- [Directions for this task] Copy each line of the records below that has "entries" in it.

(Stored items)
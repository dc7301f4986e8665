use super::*;
use crate::{assert, debug_assert, iter::Cursor, linalg::reductions, Mat};
use core::fmt;
use reborrow::*;

/// Immutable view over a matrix, similar to an immutable reference to a 2D strided [prim@slice].
///
/// The view stores the borrowed data and a [`MatLayout`]. Every element access goes through
/// [`MatLayout::offset`], so strided and transposed views are handled uniformly by all the
/// routines of this crate.
#[derive(Copy, Clone)]
pub struct MatRef<'a> {
    data: &'a [f64],
    layout: MatLayout,
}

impl<'short> Reborrow<'short> for MatRef<'_> {
    type Target = MatRef<'short>;

    #[inline]
    fn rb(&'short self) -> Self::Target {
        *self
    }
}

impl<'short> ReborrowMut<'short> for MatRef<'_> {
    type Target = MatRef<'short>;

    #[inline]
    fn rb_mut(&'short mut self) -> Self::Target {
        *self
    }
}

impl IntoConst for MatRef<'_> {
    type Target = Self;

    #[inline]
    fn into_const(self) -> Self::Target {
        self
    }
}

impl<'a> MatRef<'a> {
    #[inline]
    pub(crate) fn from_layout(data: &'a [f64], layout: MatLayout) -> Self {
        Self { data, layout }
    }

    /// Returns the shape and stride metadata of the view.
    #[inline(always)]
    pub fn layout(&self) -> MatLayout {
        self.layout
    }

    /// Returns the underlying buffer, starting at the first element of the view.
    #[inline(always)]
    pub fn as_slice(self) -> &'a [f64] {
        self.data
    }

    /// Returns the number of rows of the matrix.
    #[inline(always)]
    pub fn nrows(&self) -> usize {
        self.layout.nrows()
    }

    /// Returns the number of columns of the matrix.
    #[inline(always)]
    pub fn ncols(&self) -> usize {
        self.layout.ncols()
    }

    /// Returns the number of rows and columns of the matrix.
    #[inline(always)]
    pub fn shape(&self) -> (usize, usize) {
        (self.nrows(), self.ncols())
    }

    /// Returns the offset between the first elements of two successive stored rows.
    #[inline(always)]
    pub fn row_stride(&self) -> usize {
        self.layout.row_stride as usize
    }

    /// Returns the offset between the first elements of two successive stored columns.
    #[inline(always)]
    pub fn col_stride(&self) -> usize {
        self.layout.col_stride as usize
    }

    #[inline(always)]
    pub fn num_elements(&self) -> usize {
        self.layout.num_elements()
    }

    #[inline(always)]
    pub fn is_dense(&self) -> bool {
        self.layout.is_dense()
    }

    #[inline(always)]
    pub fn is_square(&self) -> bool {
        self.layout.is_square()
    }

    #[inline(always)]
    pub fn is_empty(&self) -> bool {
        self.layout.is_empty()
    }

    #[inline(always)]
    pub fn is_transposed(&self) -> bool {
        self.layout.transposed
    }

    #[inline(always)]
    pub fn min_dim(&self) -> usize {
        self.layout.min_dim()
    }

    /// Whether the view has neither data nor extents, like the views returned by a failed
    /// transformation in C-style APIs.
    #[inline]
    pub fn is_null(&self) -> bool {
        self.data.is_empty() && self.layout.nrows == 0 && self.layout.ncols == 0
    }

    /// See [`MatLayout::offset`].
    #[inline(always)]
    pub fn offset(&self, row: usize, col: usize) -> usize {
        self.layout.offset(row, col)
    }

    #[inline(always)]
    pub fn is_inbounds(&self, row: usize, col: usize) -> bool {
        self.layout.is_inbounds(row, col)
    }

    /// See [`MatLayout::linear_to_cartesian`].
    #[inline]
    pub fn linear_to_cartesian(&self, k: usize) -> (usize, usize) {
        self.layout.linear_to_cartesian(k)
    }

    /// See [`MatLayout::linear_offset`].
    #[inline]
    pub fn linear_offset(&self, k: usize) -> usize {
        self.layout.linear_offset(k)
    }

    /// Checks that the view can be used by the numerical routines.
    ///
    /// Returns [`SlapError::BadDataPointer`] if the data does not cover every addressed element
    /// (in particular after [`Mat::free`]), and [`SlapError::InvalidStride`] if a stride is zero.
    #[inline]
    pub fn check(&self) -> Result<(), SlapError> {
        let len = if self.data.is_empty() {
            None
        } else {
            Some(self.data.len())
        };
        self.layout.check(len)
    }

    /// Boolean shorthand for [`MatRef::check`].
    #[inline]
    pub fn is_valid(&self) -> bool {
        self.check().is_ok()
    }

    /// Reads the value of the element at the given indices, without bound checks.
    ///
    /// # Safety
    /// The behavior is undefined if any of the following conditions are violated:
    /// * `row < self.nrows()`.
    /// * `col < self.ncols()`.
    /// * `self.check()` succeeds.
    #[inline(always)]
    #[track_caller]
    pub unsafe fn read_unchecked(&self, row: usize, col: usize) -> f64 {
        debug_assert!(all(row < self.nrows(), col < self.ncols()));
        *self.data.get_unchecked(self.layout.offset(row, col))
    }

    /// Reads the value of the element at the given indices, with bound checks.
    ///
    /// # Panics
    /// The function panics if any of the following conditions are violated:
    /// * `row < self.nrows()`.
    /// * `col < self.ncols()`.
    #[inline(always)]
    #[track_caller]
    pub fn read(&self, row: usize, col: usize) -> f64 {
        assert!(all(row < self.nrows(), col < self.ncols()));
        self.data[self.layout.offset(row, col)]
    }

    /// Returns a reference to the element at the given indices, with bound checks.
    #[inline(always)]
    #[track_caller]
    pub fn get(self, row: usize, col: usize) -> &'a f64 {
        assert!(all(row < self.nrows(), col < self.ncols()));
        &self.data[self.layout.offset(row, col)]
    }

    /// Reads the value of the element at the given indices, reporting
    /// [`SlapError::IndexOutOfBounds`] instead of panicking.
    #[inline]
    pub fn try_read(&self, row: usize, col: usize) -> Result<f64, SlapError> {
        let slot = if self.is_inbounds(row, col) {
            self.data.get(self.layout.offset(row, col))
        } else {
            None
        };
        match slot {
            Some(value) => Ok(*value),
            None => slap_error!(
                SlapError::IndexOutOfBounds,
                "index ({row}, {col}) in a {} matrix",
                ShapeDisplay(self.layout)
            ),
        }
    }

    /// Returns a view over the transpose of `self`.
    ///
    /// # Example
    /// ```
    /// use slap::mat;
    ///
    /// let matrix = mat![[1.0, 2.0, 3.0], [4.0, 5.0, 6.0]];
    /// let view = matrix.as_ref();
    /// let transpose = view.transpose();
    ///
    /// let expected = mat![[1.0, 4.0], [2.0, 5.0], [3.0, 6.0]];
    /// assert_eq!(expected.as_ref(), transpose);
    /// ```
    #[inline(always)]
    #[must_use]
    pub fn transpose(self) -> Self {
        Self {
            data: self.data,
            layout: self.layout.transpose(),
        }
    }

    /// Returns a `num_elements × 1` view over the same data.
    ///
    /// Only dense matrices whose column-major order is their storage order can be flattened,
    /// which excludes transposed views with more than one row and column. Fails with
    /// [`SlapError::NotDense`] otherwise.
    #[inline]
    pub fn flatten(self) -> Result<Self, SlapError> {
        Ok(Self {
            data: self.data,
            layout: flatten_layout(self.layout)?,
        })
    }

    /// Reinterprets the first `nrows * ncols` stored elements as a dense `nrows × ncols` matrix.
    ///
    /// This is not a submatrix: a smaller shape takes a prefix of the data in column-major
    /// order. The same views as [`MatRef::flatten`] can be reshaped.
    ///
    /// # Example
    /// ```
    /// use slap::mat;
    ///
    /// let matrix = mat![[1.0, 3.0, 5.0], [2.0, 4.0, 6.0]];
    /// let view = matrix.as_ref().reshape(2, 2).unwrap();
    /// assert_eq!(view, mat![[1.0, 3.0], [2.0, 4.0]].as_ref());
    /// ```
    #[inline]
    pub fn reshape(self, nrows: usize, ncols: usize) -> Result<Self, SlapError> {
        Ok(Self {
            data: self.data,
            layout: reshape_layout(self.layout, nrows, ncols)?,
        })
    }

    /// Returns a view over the submatrix starting at indices `(row_start, col_start)`, and with
    /// dimensions `(nrows, ncols)`.
    ///
    /// Fails with [`SlapError::IncompatibleDimensions`] if the submatrix does not fit.
    ///
    /// # Example
    /// ```
    /// use slap::mat;
    ///
    /// let matrix = mat![
    ///     [1.0, 5.0, 9.0],
    ///     [2.0, 6.0, 10.0],
    ///     [3.0, 7.0, 11.0],
    ///     [4.0, 8.0, 12.0],
    /// ];
    ///
    /// let submatrix = matrix.as_ref().submatrix(2, 1, 2, 2).unwrap();
    /// assert_eq!(submatrix, mat![[7.0, 11.0], [8.0, 12.0]].as_ref());
    /// ```
    #[inline]
    pub fn submatrix(
        self,
        row_start: usize,
        col_start: usize,
        nrows: usize,
        ncols: usize,
    ) -> Result<Self, SlapError> {
        let (offset, layout) = submatrix_layout(self.layout, row_start, col_start, nrows, ncols)?;
        let data = self.data.get(offset..).unwrap_or(&[]);
        Ok(Self { data, layout })
    }

    /// Returns the `j`-th column as an `nrows × 1` view.
    #[inline]
    pub fn col(self, j: usize) -> Result<Self, SlapError> {
        self.submatrix(0, j, self.nrows(), 1)
    }

    /// Returns the `i`-th row as a `1 × ncols` view.
    #[inline]
    pub fn row(self, i: usize) -> Result<Self, SlapError> {
        self.submatrix(i, 0, 1, self.ncols())
    }

    /// Returns a cursor over the logical elements of the view, in column-major order.
    #[inline]
    pub fn positions(&self) -> Cursor {
        Cursor::new(self.layout)
    }

    /// Returns an iterator over the values of the view, in column-major order.
    #[inline]
    pub fn values(self) -> impl Iterator<Item = f64> + 'a {
        let data = self.data;
        Cursor::new(self.layout).map(move |pos| data[pos.offset])
    }

    /// Returns an owned copy of the matrix.
    #[inline]
    pub fn to_owned(&self) -> Mat {
        Mat::from_fn(self.nrows(), self.ncols(), |i, j| self.read(i, j))
    }

    /// Returns the sum of the elements.
    #[inline]
    pub fn sum(&self) -> f64 {
        reductions::sum(*self)
    }

    /// Returns the Frobenius norm of the matrix.
    #[inline]
    pub fn norm_l2(&self) -> f64 {
        reductions::norm_l2(*self)
    }

    /// Returns the largest absolute value of the elements.
    #[inline]
    pub fn norm_max(&self) -> f64 {
        reductions::norm_max(*self)
    }

    #[inline]
    pub fn as_ref(&self) -> MatRef<'_> {
        *self
    }
}

impl PartialEq for MatRef<'_> {
    fn eq(&self, other: &Self) -> bool {
        if self.shape() != other.shape() || !self.is_valid() || !other.is_valid() {
            return false;
        }
        (0..self.ncols()).all(|j| (0..self.nrows()).all(|i| self.read(i, j) == other.read(i, j)))
    }
}

impl fmt::Debug for MatRef<'_> {
    fn fmt(&self, f: &mut fmt::Formatter<'_>) -> fmt::Result {
        struct DebugRow<'a, 'b>(&'b MatRef<'a>, usize);

        impl fmt::Debug for DebugRow<'_, '_> {
            fn fmt(&self, f: &mut fmt::Formatter<'_>) -> fmt::Result {
                let (mat, i) = (self.0, self.1);
                f.debug_list()
                    .entries((0..mat.ncols()).map(|j| mat.read(i, j)))
                    .finish()
            }
        }

        if !self.is_valid() {
            return f
                .debug_struct("MatRef")
                .field("layout", &self.layout)
                .field("len", &self.data.len())
                .finish();
        }
        f.debug_list()
            .entries((0..self.nrows()).map(|i| DebugRow(self, i)))
            .finish()
    }
}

- [Reply]
                    .entries((0..mat.ncols()).map(|j| mat.read(i, j)))
            .entries((0..self.nrows()).map(|i| DebugRow(self, i)))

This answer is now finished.